I spent a fair amount of the weeks leading up to the election out canvassing in and around Philadelphia, so permit me to offer my take on what happened.
I noted a couple days before the election that support for Clinton in Pennsylvania was soft. Apparently, that was the truth.
I also noted the deep-felt support for Bernie Sanders – everyone from a white, 55-year-old male cop, a lifelong Republican in the Mayfair section of Philadelphia, to a thirty-something Black female nurse’s aid in the East Oak Lane section.
The key to flipping the many voters who between Trump and Sanders would have voted Sanders, but who between Trump and Clinton voted Trump, was the Democratic Party PROGRAM. In my own experience, where I was able to have that conversation, people frequently changed their position.
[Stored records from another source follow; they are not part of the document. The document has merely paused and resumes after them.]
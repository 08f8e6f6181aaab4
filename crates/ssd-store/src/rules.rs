//! Consistency rules every store backend enforces.
//!
//! - Alias uniqueness: at most one active record claims a given alias.
//! - Status monotonicity: `linked → transferred → deleted`, never backwards.
//! - Positional updates must target the record they think they target: the
//!   record at the index must name the same alias as the replacement.

use std::path::Path;

use crate::error::{Result, StoreError};
use crate::types::{Record, Status};

/// Validate a status change, returning `Ok(())` if it does not move backwards.
///
/// # Examples
///
/// ```
/// use ssd_store::rules::validate_transition;
/// use ssd_store::Status;
///
/// assert!(validate_transition(Status::Linked, Status::Transferred).is_ok());
/// assert!(validate_transition(Status::Transferred, Status::Linked).is_err());
/// ```
pub fn validate_transition(from: Status, to: Status) -> Result<()> {
    if from.can_become(to) {
        Ok(())
    } else {
        Err(StoreError::StatusRegression { from, to })
    }
}

/// Validate replacing `current` (stored at `index`) with `next`.
pub fn validate_update(index: usize, current: &Record, next: &Record) -> Result<()> {
    if current.alias != next.alias {
        return Err(StoreError::RecordMismatch {
            index,
            expected: next.alias.clone(),
            found: current.alias.clone(),
        });
    }
    validate_transition(current.status, next.status)
}

/// Fail with [`StoreError::AliasTaken`] if any active record claims `alias`.
pub fn ensure_alias_free<'a>(
    records: impl IntoIterator<Item = &'a Record>,
    alias: &Path,
) -> Result<()> {
    match records.into_iter().find(|r| r.claims(alias)) {
        Some(existing) => Err(StoreError::AliasTaken {
            alias: alias.to_path_buf(),
            origin: existing.origin.clone(),
        }),
        None => Ok(()),
    }
}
Voters in this country are used to seeing elections as a clash between two INDIVIDUALS. As we have seen in the debates that have happened on social media, that view extends to the left as well. The reason folks were flippable is not that they are gullible but because they have the ability to REASON. When we were able to give reasonable people a different, programmatic, perspective on what was going on, we moved them. Where we did not do this work, folks relied on the habitual, shallow approach: Sanders and Trump (individuals) stand for change, Clinton (an individual) does not.
The Democratic primaries weighed heavily in this election. Folks saw the degree to which the Democratic Party “establishment” went to keep Sanders from clinching the nomination. Folks understood Clinton as the representative of that establishment – a fair assumption, when all is said and done. In fact, in the latter stages of the campaign she increasingly came to represent a unified candidate of both the Democratic and GOP establishments. Only a campaign based on the Democratic Party program and on a historical, materialist, dialectical view of the Democratic Party could have changed that. Time and again, I stressed with voters that the real issue in the election was whether we would or would not enact the Sanders program.
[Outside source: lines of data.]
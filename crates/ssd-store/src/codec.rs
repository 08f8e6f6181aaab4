//! Line codec for the reference file.
//!
//! On-disk format, one record per line:
//!
//! ```text
//! origin,alias,status\n
//! ```
//!
//! A path field containing `,`, `"`, `\r`, `\n`, or leading/trailing
//! whitespace is wrapped in double quotes with embedded quotes doubled.
//! Every other field is written bare, so files written by the older tools
//! (`/src/a.txt,/dst/a.txt,ss`) decode unchanged. A quoted field may span
//! physical lines; the reader keeps joining lines while a field that opened
//! with a quote is still open. A quote inside a bare field opens nothing: the
//! line is reported as corrupt and reading resumes at the next line.

use std::io::{self, BufRead};
use std::path::{Path, PathBuf};

use tracing::warn;

use crate::error::{Result, StoreError};
use crate::types::{Record, Status};

const FIELD_SEP: char = ',';
const QUOTE: char = '"';
const RECORD_SEP: u8 = b'\n';

/// Encode a record as one newline-terminated line.
///
/// Fails with [`StoreError::Encoding`] if a path is empty, relative, not
/// valid UTF-8, or contains a NUL byte.
pub fn encode_record(record: &Record) -> Result<String> {
    let mut line = String::new();
    encode_path("origin", &record.origin, &mut line)?;
    line.push(FIELD_SEP);
    encode_path("alias", &record.alias, &mut line)?;
    line.push(FIELD_SEP);
    line.push_str(record.status.as_str());
    line.push(RECORD_SEP as char);
    Ok(line)
}

fn encode_path(field: &'static str, path: &Path, out: &mut String) -> Result<()> {
    let encoding_error = |reason: &str| StoreError::Encoding {
        field,
        value: path.to_string_lossy().into_owned(),
        reason: reason.to_string(),
    };

    let text = path
        .to_str()
        .ok_or_else(|| encoding_error("path is not valid UTF-8"))?;
    if text.is_empty() {
        return Err(encoding_error("path is empty"));
    }
    if text.contains('\0') {
        return Err(encoding_error("path contains a NUL byte"));
    }
    if !path.is_absolute() {
        return Err(encoding_error("path must be absolute"));
    }

    if needs_quoting(text) {
        out.push(QUOTE);
        for ch in text.chars() {
            if ch == QUOTE {
                out.push(QUOTE);
            }
            out.push(ch);
        }
        out.push(QUOTE);
    } else {
        out.push_str(text);
    }
    Ok(())
}

fn needs_quoting(text: &str) -> bool {
    text.contains([FIELD_SEP, QUOTE, '\r', '\n'])
        || text.starts_with(char::is_whitespace)
        || text.ends_with(char::is_whitespace)
}

/// Decode one record from the text of a line (without its trailing `\n`).
///
/// `index` and `line` only label the error.
pub fn decode_record(text: &str, index: usize, line: usize) -> Result<Record> {
    let corrupt = |reason: String| StoreError::Corrupt {
        index,
        line,
        reason,
    };

    let text = text.strip_suffix('\r').unwrap_or(text);
    let fields = split_fields(text).map_err(corrupt)?;
    let [origin, alias, status]: [String; 3] = fields
        .try_into()
        .map_err(|fields: Vec<String>| corrupt(format!("expected 3 fields, found {}", fields.len())))?;

    if origin.is_empty() {
        return Err(corrupt("empty origin".into()));
    }
    if alias.is_empty() {
        return Err(corrupt("empty alias".into()));
    }
    let status: Status = status.parse().map_err(|e| corrupt(format!("{e}")))?;

    Ok(Record {
        origin: PathBuf::from(origin),
        alias: PathBuf::from(alias),
        status,
    })
}

fn split_fields(text: &str) -> std::result::Result<Vec<String>, String> {
    let mut fields = Vec::with_capacity(3);
    let mut chars = text.chars().peekable();
    loop {
        let mut field = String::new();
        let more = if chars.peek() == Some(&QUOTE) {
            chars.next();
            loop {
                match chars.next() {
                    Some(QUOTE) if chars.peek() == Some(&QUOTE) => {
                        chars.next();
                        field.push(QUOTE);
                    }
                    Some(QUOTE) => break,
                    Some(ch) => field.push(ch),
                    None => return Err("unterminated quoted field".into()),
                }
            }
            match chars.next() {
                None => false,
                Some(FIELD_SEP) => true,
                Some(ch) => return Err(format!("unexpected {ch:?} after quoted field")),
            }
        } else {
            loop {
                match chars.next() {
                    None => break false,
                    Some(FIELD_SEP) => break true,
                    Some(QUOTE) => return Err("stray quote in unquoted field".into()),
                    Some(ch) => field.push(ch),
                }
            }
        };
        fields.push(field);
        if !more {
            return Ok(fields);
        }
    }
}

/// One logical entry read from the store file.
///
/// `bytes` holds the exact text read, terminator included, so a rewrite can
/// carry an undecodable entry through untouched.
#[derive(Debug)]
pub(crate) struct RawEntry {
    pub(crate) index: usize,
    pub(crate) line: usize,
    pub(crate) bytes: Vec<u8>,
    pub(crate) record: Result<Record>,
}

/// Lazy reader over the records of a store file.
///
/// Yields `(index, record)` in file order, where `index` counts non-blank
/// entries from zero. Undecodable entries yield [`StoreError::Corrupt`] and
/// iteration continues. A final entry without a terminating newline (a torn
/// append) is skipped and kept aside in [`RecordIter::torn_tail`]; a quote
/// still open at end of input makes the joined lines one corrupt entry. An I/O
/// error ends the iteration after being yielded once.
pub struct RecordIter<R> {
    reader: R,
    next_index: usize,
    line: usize,
    torn: Option<Vec<u8>>,
    failed: bool,
}

impl<R: BufRead> RecordIter<R> {
    pub fn new(reader: R) -> Self {
        Self {
            reader,
            next_index: 0,
            line: 0,
            torn: None,
            failed: false,
        }
    }

    /// The unterminated tail found at end of input, if any.
    pub fn torn_tail(&self) -> Option<&[u8]> {
        self.torn.as_deref()
    }

    pub(crate) fn next_entry(&mut self) -> Option<io::Result<RawEntry>> {
        loop {
            let first_line = self.line + 1;
            let mut bytes = Vec::new();
            loop {
                match self.reader.read_until(RECORD_SEP, &mut bytes) {
                    Ok(0) => break,
                    Ok(_) => {}
                    Err(e) => return Some(Err(e)),
                }
                self.line += 1;
                if !bytes.ends_with(&[RECORD_SEP]) || !ends_in_quoted_field(&bytes) {
                    break;
                }
            }

            if bytes.is_empty() {
                return None;
            }
            if !bytes.ends_with(&[RECORD_SEP]) {
                warn!(line = first_line, len = bytes.len(), "torn record at end of store; skipping");
                self.torn = Some(bytes);
                return None;
            }
            if bytes.iter().all(u8::is_ascii_whitespace) {
                continue;
            }

            let index = self.next_index;
            self.next_index += 1;
            let body = &bytes[..bytes.len() - 1];
            let record = match std::str::from_utf8(body) {
                Ok(text) => decode_record(text, index, first_line),
                Err(_) => Err(StoreError::Corrupt {
                    index,
                    line: first_line,
                    reason: "line is not valid UTF-8".into(),
                }),
            };
            return Some(Ok(RawEntry {
                index,
                line: first_line,
                bytes,
                record,
            }));
        }
    }
}

impl<R: BufRead> Iterator for RecordIter<R> {
    type Item = Result<(usize, Record)>;

    fn next(&mut self) -> Option<Self::Item> {
        if self.failed {
            return None;
        }
        match self.next_entry()? {
            Ok(entry) => Some(entry.record.map(|record| (entry.index, record))),
            Err(e) => {
                self.failed = true;
                Some(Err(StoreError::Io(e)))
            }
        }
    }
}

/// Returns `true` if `bytes` stops inside a field that began with a quote,
/// so the record continues on the next physical line.
fn ends_in_quoted_field(bytes: &[u8]) -> bool {
    let quote = QUOTE as u8;
    let sep = FIELD_SEP as u8;
    let mut field_start = true;
    let mut quoted = false;
    let mut i = 0;
    while i < bytes.len() {
        let b = bytes[i];
        if quoted {
            if b == quote {
                if bytes.get(i + 1) == Some(&quote) {
                    i += 1;
                } else {
                    quoted = false;
                }
            }
            field_start = false;
        } else if b == sep {
            field_start = true;
        } else {
            quoted = field_start && b == quote;
            field_start = false;
        }
        i += 1;
    }
    quoted
}

#[cfg(test)]
mod tests {
    use super::*;
    use proptest::prelude::*;

    fn read_all(input: &str) -> Vec<Result<(usize, Record)>> {
        RecordIter::new(input.as_bytes()).collect()
    }

    #[test]
    fn plain_paths_are_written_bare() {
        let record = Record::linked("/tmp/a.txt", "/tmp/links/a.txt");
        assert_eq!(
            encode_record(&record).unwrap(),
            "/tmp/a.txt,/tmp/links/a.txt,linked\n"
        );
    }

    #[test]
    fn delimiters_in_paths_are_quoted() {
        let record = Record::linked("/tmp/a,b.txt", "/tmp/say \"hi\".txt");
        let line = encode_record(&record).unwrap();
        assert_eq!(
            line,
            "\"/tmp/a,b.txt\",\"/tmp/say \"\"hi\"\".txt\",linked\n"
        );
        let decoded = decode_record(line.trim_end_matches('\n'), 0, 1).unwrap();
        assert_eq!(decoded, record);
    }

    #[test]
    fn newline_in_path_spans_physical_lines() {
        let record = Record::linked("/tmp/two\nlines", "/tmp/alias");
        let second = Record::linked("/tmp/c", "/tmp/d");
        let text = encode_record(&record).unwrap() + &encode_record(&second).unwrap();

        let items = read_all(&text);
        assert_eq!(items.len(), 2);
        assert_eq!(items[0].as_ref().unwrap(), &(0, record));
        assert_eq!(items[1].as_ref().unwrap(), &(1, second));
    }

    #[test]
    fn legacy_lines_decode() {
        let items = read_all("/src/a.txt,/dst/a.txt,ss\r\n/src/b,/dst/b,hit\n");
        let first = items[0].as_ref().unwrap();
        assert_eq!(first.1.status, Status::Linked);
        assert_eq!(first.1.alias, PathBuf::from("/dst/a.txt"));
        assert_eq!(items[1].as_ref().unwrap().1.status, Status::Transferred);
    }

    #[test]
    fn reject_unencodable_paths() {
        let relative = Record::linked("a.txt", "/tmp/b");
        let err = encode_record(&relative).unwrap_err();
        assert!(matches!(err, StoreError::Encoding { field: "origin", .. }));

        let empty = Record::linked("/tmp/a", "");
        let err = encode_record(&empty).unwrap_err();
        assert!(matches!(err, StoreError::Encoding { field: "alias", .. }));

        let nul = Record::linked("/tmp/a\0b", "/tmp/b");
        assert!(encode_record(&nul).is_err());
    }

    #[cfg(unix)]
    #[test]
    fn reject_non_utf8_path() {
        use std::ffi::OsStr;
        use std::os::unix::ffi::OsStrExt;

        let origin = PathBuf::from(OsStr::from_bytes(b"/tmp/\xff.bin"));
        let err = encode_record(&Record::linked(origin, "/tmp/b")).unwrap_err();
        assert_eq!(err.kind(), crate::ErrorKind::EncodingError);
    }

    #[test]
    fn corrupt_lines_are_reported_and_skipped() {
        let items = read_all("/a,/b\n/c,/d,linked\n/e,/f,maybe\n");
        assert_eq!(items.len(), 3);
        assert!(matches!(items[0], Err(StoreError::Corrupt { index: 0, line: 1, .. })));
        assert_eq!(items[1].as_ref().unwrap().0, 1);
        assert!(matches!(items[2], Err(StoreError::Corrupt { index: 2, line: 3, .. })));
    }

    #[test]
    fn blank_lines_are_not_indexed() {
        let items = read_all("\n/a,/b,linked\n\n  \n/c,/d,deleted\n");
        let indices: Vec<usize> = items.into_iter().map(|r| r.unwrap().0).collect();
        assert_eq!(indices, vec![0, 1]);
    }

    #[test]
    fn torn_tail_is_skipped() {
        let mut iter = RecordIter::new("/a,/b,linked\n/c,/d,lin".as_bytes());
        assert!(iter.next().unwrap().is_ok());
        assert!(iter.next().is_none());
        assert_eq!(iter.torn_tail(), Some(&b"/c,/d,lin"[..]));
    }

    #[test]
    fn stray_quote_is_corrupt() {
        assert!(decode_record("/a\"b\",/c,linked", 0, 1).is_err());
        assert!(decode_record("\"/a\"x,/c,linked", 0, 1).is_err());
    }

    #[test]
    fn quote_inside_bare_field_does_not_swallow_later_lines() {
        let items = read_all("/src/say\"hi.txt,/dst/q,ss\n/src/a,/dst/y,ss\n");
        assert_eq!(items.len(), 2);
        assert!(matches!(items[0], Err(StoreError::Corrupt { index: 0, line: 1, .. })));
        let (index, record) = items[1].as_ref().unwrap();
        assert_eq!(*index, 1);
        assert_eq!(record.alias, PathBuf::from("/dst/y"));
    }

    #[test]
    fn open_quoted_field_detection() {
        assert!(ends_in_quoted_field(b"\"/a\n"));
        assert!(ends_in_quoted_field(b"/a,\"/b\n"));
        assert!(ends_in_quoted_field(b"\"/say \"\"hi\"\"\n"));
        assert!(!ends_in_quoted_field(b"\"/a\",/b,linked\n"));
        assert!(!ends_in_quoted_field(b"/say\"hi,/b,ss\n"));
        assert!(!ends_in_quoted_field(b"/a,/b\"\n"));
    }

    fn path_strategy() -> impl Strategy<Value = String> {
        "[a-zA-Z0-9 ,\"._\\-\n]{1,24}".prop_map(|tail| format!("/{tail}"))
    }

    fn status_strategy() -> impl Strategy<Value = Status> {
        prop_oneof![
            Just(Status::Linked),
            Just(Status::Transferred),
            Just(Status::Deleted),
        ]
    }

    proptest! {
        #[test]
        fn append_then_read_returns_the_same_records(
            rows in proptest::collection::vec((path_strategy(), path_strategy(), status_strategy()), 0..8)
        ) {
            let records: Vec<Record> = rows
                .into_iter()
                .map(|(origin, alias, status)| Record { origin: origin.into(), alias: alias.into(), status })
                .collect();
            let mut text = String::new();
            for record in &records {
                text.push_str(&encode_record(record).unwrap());
            }

            let decoded: Vec<Record> = RecordIter::new(text.as_bytes())
                .map(|item| item.unwrap().1)
                .collect();
            prop_assert_eq!(decoded, records);
        }
    }
}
Many on the left sat that one out because, goshdarnit, the Democratic Party just can’t contain the embryo of revolution. Others insisted that we needed to back Clinton because the vote was, essentially, about misogyny (dialectics? where? where?). Many fell in line with a most antiMarxist, individualistic approach to the vote.
On racism and misogyny. It is obvious that sections of our electorate are deeply affected by these poisons. White men suffer from both. Many women are racist, many nonwhite men are misogynist. This general election could have been a great unifier: taking people where they are and moving them by appealing to the program, creating a convergence of social forces which, despite their individual weaknesses, could have acted together to create a new political moment.
Instead, we now get to have the national debate on the merits of universal right-to-work (for less).
On a similar note, it is my contention that while racism was a determining factor in Trump’s win, not all Trump supporters are the same. Some are ideological racists – white supremacists of varying stripes. Here I would group other types of ideological extremists: xenophobes, homophobes, gynophobes. But I do not believe these to be the majority. The majority are white men and women for whom the big difference between Trump and Sanders was that Trump had a problem keeping his tongue in check. For many, Trump was Sanders’ “lesser cousin.”
Among this sector of Trump’s base, there was no acknowledgement that a fundamental difference existed between Sanders and Trump, in their stance on racism. Ultimately, this was because these voters simply do not see racism as a significant factor in our society.
Labor is the strategic loser in this election. Not just because we now live in a country where right-to-work may well become a national norm but because labor bet on the wrong horse with the wrong analysis. Labor’s most advanced forces were in the lead on pushing Obama in 2008, in open contestation of the Clintonite program. The Clintonites got their revenge in 2009, in the internecine fighting around Obamacare.
This time around, the AFLCIO national leadership rode the fence. They said they wanted to leave the decision up to the members (who were split). What they did was abdicate their responsibility to lead. Given the choice between doing nothing and backing a platform which was clearly better for working people but which involved renewing the push against the Clintonite neoliberals, labor did nothing. Labor banked on the probability that Clinton had it sewn up and that they could get the Bernie agenda without openly declaring themselves.
Ultimately, labor is strategic because in order for there to be a new direction in the Democratic Party, labor has to back it. Following this defeat, it seems labor has no viable alternative other than to back an alliance with the Sanders forces to push a more openly working class agenda and leadership on the Democratic Party.
It was OUR failure – as a LEFT – to push such an approach that has led to this disaster. Many of us underestimated Bernie’s appeal – some actually attacked him as “dangerous” because he “distracted from antifascist unity” and risked driving an electorate “unprepared for talk of socialism” into the arms of reaction.
It was with genuine shock that some of us discovered that the people of this country are ready for anything that delivers on jobs, standards of living, and a decent future. But having absorbed that incredible truth, we did not take the next logical step: making sure the programmatic and class dynamics driving this process came to the fore. I have stated that this election was a “stealth” moment in history. It was so largely because we on the left who could have and should have pushed a deeper analysis, did not do so.
My feeling is that it is time for a deep going renewal of the U.S. left. We cannot fight the coming battle with half an arsenal and untrained troops.